**Data for review:**
▬▬▬

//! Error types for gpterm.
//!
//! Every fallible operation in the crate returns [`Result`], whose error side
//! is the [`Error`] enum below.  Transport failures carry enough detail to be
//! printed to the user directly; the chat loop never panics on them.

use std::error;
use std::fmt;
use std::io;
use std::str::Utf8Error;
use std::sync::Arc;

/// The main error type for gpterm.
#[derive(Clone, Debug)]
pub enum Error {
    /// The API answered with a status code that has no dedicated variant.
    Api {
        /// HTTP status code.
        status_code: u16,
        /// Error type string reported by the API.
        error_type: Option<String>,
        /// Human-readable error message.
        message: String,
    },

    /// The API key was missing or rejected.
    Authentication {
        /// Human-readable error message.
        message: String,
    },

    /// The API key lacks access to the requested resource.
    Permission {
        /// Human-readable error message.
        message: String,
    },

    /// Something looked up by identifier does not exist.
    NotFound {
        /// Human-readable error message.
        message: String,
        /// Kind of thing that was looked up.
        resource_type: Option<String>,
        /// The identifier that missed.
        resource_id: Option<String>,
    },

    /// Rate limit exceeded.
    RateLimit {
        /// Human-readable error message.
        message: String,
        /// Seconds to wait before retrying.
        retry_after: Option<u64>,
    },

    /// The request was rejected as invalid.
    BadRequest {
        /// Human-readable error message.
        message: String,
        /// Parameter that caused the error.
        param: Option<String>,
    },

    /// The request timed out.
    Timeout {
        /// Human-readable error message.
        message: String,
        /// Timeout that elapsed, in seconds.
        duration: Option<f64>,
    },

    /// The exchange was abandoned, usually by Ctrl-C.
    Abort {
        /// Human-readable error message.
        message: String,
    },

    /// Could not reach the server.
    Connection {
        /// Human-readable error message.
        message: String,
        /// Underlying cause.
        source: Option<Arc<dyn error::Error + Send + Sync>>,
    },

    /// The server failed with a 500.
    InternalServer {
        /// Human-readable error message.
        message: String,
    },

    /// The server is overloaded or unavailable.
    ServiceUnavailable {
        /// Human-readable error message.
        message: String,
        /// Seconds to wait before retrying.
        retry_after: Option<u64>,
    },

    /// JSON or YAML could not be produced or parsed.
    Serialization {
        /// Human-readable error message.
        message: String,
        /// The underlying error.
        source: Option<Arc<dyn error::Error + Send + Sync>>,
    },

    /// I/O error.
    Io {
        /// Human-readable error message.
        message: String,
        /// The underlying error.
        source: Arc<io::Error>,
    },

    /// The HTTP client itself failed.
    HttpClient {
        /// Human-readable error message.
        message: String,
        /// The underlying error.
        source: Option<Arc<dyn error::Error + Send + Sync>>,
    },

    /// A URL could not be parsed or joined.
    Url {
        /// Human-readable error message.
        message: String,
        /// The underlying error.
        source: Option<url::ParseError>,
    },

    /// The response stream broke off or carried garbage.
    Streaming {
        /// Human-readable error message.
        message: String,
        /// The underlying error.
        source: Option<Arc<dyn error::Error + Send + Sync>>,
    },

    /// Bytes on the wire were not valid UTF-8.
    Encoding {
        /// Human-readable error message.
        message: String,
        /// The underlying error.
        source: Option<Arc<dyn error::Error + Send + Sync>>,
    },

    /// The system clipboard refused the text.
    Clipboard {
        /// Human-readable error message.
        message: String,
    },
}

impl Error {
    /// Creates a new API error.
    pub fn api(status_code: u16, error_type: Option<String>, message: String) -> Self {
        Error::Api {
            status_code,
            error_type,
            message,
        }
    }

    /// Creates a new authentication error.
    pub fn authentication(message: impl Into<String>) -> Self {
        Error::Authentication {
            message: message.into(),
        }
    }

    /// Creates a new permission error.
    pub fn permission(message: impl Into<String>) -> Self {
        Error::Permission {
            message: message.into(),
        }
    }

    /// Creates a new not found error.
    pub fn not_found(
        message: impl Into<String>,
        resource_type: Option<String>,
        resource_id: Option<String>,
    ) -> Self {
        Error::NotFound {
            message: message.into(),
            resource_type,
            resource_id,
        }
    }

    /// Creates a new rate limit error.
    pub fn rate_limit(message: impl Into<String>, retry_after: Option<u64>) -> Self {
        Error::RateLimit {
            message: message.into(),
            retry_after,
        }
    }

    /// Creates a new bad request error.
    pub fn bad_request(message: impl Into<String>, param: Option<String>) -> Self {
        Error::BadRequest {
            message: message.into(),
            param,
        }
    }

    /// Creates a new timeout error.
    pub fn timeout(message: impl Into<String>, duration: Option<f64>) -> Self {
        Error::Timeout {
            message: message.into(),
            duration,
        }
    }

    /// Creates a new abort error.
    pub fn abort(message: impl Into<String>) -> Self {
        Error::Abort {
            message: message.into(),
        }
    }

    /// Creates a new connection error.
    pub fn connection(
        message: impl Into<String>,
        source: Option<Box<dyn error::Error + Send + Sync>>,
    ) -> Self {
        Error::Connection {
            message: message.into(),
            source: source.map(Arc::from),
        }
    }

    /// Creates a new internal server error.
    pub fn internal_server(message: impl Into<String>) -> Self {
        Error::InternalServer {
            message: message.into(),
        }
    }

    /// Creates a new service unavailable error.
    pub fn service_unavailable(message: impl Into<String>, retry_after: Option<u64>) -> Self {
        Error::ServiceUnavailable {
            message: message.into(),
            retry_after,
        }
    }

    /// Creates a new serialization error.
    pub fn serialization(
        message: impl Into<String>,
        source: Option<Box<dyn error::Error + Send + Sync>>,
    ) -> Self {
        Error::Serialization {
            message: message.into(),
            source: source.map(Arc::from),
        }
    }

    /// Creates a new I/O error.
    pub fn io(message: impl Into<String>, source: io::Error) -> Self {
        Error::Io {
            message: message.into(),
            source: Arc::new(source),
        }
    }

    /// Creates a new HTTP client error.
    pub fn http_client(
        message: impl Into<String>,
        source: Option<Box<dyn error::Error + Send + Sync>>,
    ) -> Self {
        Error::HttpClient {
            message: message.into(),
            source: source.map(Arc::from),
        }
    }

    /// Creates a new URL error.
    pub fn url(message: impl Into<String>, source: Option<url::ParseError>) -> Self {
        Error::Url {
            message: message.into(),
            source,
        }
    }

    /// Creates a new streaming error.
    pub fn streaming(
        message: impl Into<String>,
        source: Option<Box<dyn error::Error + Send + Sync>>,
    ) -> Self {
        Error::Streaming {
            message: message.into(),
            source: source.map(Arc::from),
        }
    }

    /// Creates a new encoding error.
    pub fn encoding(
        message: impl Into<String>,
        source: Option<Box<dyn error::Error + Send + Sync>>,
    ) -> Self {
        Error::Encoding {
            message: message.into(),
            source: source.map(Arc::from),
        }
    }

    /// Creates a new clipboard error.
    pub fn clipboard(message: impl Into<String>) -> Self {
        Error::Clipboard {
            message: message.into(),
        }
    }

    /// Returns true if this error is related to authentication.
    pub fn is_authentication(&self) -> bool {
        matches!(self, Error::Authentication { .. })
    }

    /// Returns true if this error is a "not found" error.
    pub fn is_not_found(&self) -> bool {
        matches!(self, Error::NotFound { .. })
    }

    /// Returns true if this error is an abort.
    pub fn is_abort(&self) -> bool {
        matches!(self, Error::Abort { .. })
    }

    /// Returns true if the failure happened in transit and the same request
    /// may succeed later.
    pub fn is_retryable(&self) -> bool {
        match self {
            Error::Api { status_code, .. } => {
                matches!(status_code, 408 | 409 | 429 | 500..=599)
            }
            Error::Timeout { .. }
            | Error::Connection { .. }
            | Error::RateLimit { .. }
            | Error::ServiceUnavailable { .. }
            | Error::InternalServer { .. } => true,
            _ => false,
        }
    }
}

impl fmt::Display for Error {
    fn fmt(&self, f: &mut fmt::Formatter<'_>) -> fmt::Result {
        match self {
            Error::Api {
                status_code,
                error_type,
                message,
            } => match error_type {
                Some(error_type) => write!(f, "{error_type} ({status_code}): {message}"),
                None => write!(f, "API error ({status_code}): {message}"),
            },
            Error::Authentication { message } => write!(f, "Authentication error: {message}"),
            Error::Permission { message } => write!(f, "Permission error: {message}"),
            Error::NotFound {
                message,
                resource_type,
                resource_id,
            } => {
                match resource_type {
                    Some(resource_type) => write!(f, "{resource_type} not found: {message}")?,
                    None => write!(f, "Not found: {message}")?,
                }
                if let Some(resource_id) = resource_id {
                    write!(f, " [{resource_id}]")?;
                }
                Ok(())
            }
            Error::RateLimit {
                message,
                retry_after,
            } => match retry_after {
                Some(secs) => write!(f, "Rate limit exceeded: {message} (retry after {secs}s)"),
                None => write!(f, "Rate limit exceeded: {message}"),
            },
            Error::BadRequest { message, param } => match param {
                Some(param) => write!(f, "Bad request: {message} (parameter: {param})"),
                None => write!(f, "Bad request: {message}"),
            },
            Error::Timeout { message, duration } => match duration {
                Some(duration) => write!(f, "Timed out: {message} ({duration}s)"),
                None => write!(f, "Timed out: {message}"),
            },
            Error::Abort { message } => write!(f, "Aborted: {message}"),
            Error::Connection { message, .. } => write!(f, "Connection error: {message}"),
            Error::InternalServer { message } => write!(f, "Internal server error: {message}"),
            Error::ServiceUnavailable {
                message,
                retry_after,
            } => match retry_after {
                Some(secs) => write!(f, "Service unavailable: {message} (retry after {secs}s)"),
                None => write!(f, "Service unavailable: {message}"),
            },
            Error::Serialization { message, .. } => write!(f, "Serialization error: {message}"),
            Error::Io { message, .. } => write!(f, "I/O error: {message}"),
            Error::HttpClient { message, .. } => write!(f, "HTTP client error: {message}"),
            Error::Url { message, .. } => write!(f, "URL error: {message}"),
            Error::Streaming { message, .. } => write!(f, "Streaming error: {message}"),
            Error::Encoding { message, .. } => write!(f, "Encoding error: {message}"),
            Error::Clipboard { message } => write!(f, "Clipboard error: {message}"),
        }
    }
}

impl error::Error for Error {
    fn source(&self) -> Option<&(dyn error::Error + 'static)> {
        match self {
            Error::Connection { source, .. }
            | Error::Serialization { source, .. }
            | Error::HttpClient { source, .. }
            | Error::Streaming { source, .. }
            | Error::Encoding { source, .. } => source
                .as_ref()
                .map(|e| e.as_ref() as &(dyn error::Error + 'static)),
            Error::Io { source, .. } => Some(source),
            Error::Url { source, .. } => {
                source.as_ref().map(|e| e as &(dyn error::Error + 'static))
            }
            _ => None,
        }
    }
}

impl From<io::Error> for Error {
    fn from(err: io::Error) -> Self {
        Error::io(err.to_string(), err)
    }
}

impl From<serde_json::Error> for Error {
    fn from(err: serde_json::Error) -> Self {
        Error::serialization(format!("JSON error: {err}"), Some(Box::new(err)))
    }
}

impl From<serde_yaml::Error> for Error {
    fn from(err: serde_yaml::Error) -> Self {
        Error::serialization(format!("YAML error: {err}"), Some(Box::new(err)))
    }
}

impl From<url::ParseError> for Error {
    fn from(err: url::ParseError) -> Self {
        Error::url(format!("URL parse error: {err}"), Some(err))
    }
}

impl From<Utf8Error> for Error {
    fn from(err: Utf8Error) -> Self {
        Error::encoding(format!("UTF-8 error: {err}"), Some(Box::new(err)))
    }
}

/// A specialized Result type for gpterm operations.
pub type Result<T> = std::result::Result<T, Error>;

▬▬▬

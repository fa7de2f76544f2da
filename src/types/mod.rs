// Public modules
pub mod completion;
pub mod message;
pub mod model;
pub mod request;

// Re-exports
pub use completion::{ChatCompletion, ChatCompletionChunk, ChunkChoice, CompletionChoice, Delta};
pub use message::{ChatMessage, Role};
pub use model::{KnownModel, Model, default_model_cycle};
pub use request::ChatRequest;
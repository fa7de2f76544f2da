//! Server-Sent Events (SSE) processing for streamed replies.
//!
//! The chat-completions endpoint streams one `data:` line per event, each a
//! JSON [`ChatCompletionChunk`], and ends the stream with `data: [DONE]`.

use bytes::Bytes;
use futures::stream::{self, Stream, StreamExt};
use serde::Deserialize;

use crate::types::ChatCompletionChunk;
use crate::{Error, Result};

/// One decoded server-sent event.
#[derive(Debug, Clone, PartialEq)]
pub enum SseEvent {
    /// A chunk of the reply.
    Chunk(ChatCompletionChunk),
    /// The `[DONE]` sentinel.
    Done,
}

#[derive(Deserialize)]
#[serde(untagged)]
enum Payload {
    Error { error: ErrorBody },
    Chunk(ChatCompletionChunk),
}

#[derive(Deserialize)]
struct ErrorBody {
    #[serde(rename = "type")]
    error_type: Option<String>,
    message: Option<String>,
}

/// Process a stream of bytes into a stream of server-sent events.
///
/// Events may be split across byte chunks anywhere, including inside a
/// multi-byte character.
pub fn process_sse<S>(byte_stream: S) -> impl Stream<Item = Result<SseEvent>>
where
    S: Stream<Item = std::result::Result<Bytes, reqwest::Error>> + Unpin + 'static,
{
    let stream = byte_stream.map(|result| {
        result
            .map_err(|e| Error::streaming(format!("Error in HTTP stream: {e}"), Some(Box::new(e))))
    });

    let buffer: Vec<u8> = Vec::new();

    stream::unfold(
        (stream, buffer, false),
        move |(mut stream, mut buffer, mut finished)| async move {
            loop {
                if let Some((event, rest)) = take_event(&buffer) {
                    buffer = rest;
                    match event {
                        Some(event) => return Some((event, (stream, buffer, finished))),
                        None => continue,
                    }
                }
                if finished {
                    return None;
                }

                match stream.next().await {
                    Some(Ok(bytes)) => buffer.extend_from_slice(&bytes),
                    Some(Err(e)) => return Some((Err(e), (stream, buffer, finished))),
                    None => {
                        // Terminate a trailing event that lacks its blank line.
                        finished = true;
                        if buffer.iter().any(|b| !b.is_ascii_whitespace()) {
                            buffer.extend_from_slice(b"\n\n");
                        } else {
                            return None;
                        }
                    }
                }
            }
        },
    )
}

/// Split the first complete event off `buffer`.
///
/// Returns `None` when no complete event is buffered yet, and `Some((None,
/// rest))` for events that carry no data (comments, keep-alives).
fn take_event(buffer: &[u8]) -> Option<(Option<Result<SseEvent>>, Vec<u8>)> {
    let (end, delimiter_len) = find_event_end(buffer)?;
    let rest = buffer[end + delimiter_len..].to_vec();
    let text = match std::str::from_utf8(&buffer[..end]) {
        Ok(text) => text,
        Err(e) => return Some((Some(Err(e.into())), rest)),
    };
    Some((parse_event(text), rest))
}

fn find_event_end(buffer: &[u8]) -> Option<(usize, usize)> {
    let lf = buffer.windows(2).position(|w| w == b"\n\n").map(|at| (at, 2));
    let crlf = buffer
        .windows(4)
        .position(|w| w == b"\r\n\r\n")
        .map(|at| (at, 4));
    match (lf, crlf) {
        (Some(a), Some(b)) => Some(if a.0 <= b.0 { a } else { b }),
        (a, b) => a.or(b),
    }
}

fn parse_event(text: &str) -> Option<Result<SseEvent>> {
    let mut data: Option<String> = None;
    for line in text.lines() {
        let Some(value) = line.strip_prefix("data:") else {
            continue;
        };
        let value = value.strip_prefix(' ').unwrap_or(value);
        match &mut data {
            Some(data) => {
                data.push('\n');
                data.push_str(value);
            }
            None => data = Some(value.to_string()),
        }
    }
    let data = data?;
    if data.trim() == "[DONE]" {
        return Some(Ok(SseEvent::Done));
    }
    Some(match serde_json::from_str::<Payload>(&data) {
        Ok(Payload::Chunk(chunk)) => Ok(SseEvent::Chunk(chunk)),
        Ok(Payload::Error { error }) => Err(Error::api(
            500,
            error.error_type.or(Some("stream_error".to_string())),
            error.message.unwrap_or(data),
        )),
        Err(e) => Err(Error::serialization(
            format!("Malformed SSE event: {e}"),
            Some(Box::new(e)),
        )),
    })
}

▬▬▬

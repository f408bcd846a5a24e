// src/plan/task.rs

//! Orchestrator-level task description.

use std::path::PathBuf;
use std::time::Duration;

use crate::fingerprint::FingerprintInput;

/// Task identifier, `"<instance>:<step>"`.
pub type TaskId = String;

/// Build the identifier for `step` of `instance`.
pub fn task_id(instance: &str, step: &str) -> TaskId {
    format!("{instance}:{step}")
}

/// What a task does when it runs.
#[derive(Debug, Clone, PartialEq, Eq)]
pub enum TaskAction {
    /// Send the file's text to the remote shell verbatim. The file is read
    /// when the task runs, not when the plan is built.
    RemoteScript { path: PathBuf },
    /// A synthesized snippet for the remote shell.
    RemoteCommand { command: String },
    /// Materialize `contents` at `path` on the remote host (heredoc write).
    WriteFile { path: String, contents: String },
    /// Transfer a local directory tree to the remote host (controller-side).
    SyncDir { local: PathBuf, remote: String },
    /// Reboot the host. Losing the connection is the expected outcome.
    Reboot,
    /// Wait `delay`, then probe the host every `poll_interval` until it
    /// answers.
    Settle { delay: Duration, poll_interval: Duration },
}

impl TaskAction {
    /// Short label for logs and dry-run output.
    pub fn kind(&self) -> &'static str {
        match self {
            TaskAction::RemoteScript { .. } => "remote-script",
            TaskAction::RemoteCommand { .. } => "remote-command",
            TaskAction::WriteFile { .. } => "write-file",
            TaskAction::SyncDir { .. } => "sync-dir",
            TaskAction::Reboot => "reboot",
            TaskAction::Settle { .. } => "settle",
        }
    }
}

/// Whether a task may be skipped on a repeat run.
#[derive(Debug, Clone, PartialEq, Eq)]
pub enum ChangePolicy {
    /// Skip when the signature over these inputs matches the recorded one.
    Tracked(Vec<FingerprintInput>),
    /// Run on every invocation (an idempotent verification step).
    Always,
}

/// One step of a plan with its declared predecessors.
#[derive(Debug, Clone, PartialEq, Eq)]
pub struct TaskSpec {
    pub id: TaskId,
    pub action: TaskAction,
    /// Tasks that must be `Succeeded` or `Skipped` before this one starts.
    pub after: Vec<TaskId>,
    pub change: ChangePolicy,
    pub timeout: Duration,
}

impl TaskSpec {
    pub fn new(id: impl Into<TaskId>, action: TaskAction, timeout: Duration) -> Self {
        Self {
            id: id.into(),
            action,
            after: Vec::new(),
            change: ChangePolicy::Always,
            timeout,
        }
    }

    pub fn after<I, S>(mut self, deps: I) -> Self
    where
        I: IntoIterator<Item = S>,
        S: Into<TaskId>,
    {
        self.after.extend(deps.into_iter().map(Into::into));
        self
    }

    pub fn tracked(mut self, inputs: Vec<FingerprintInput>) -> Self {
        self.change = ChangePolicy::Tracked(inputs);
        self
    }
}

▬▬▬

**Brief:**
Identify the lines above that contain the word "ServiceUnavailable", then copy them.

**Expected output:**
    ServiceUnavailable {
        Error::ServiceUnavailable {
            | Error::ServiceUnavailable { .. }
            Error::ServiceUnavailable {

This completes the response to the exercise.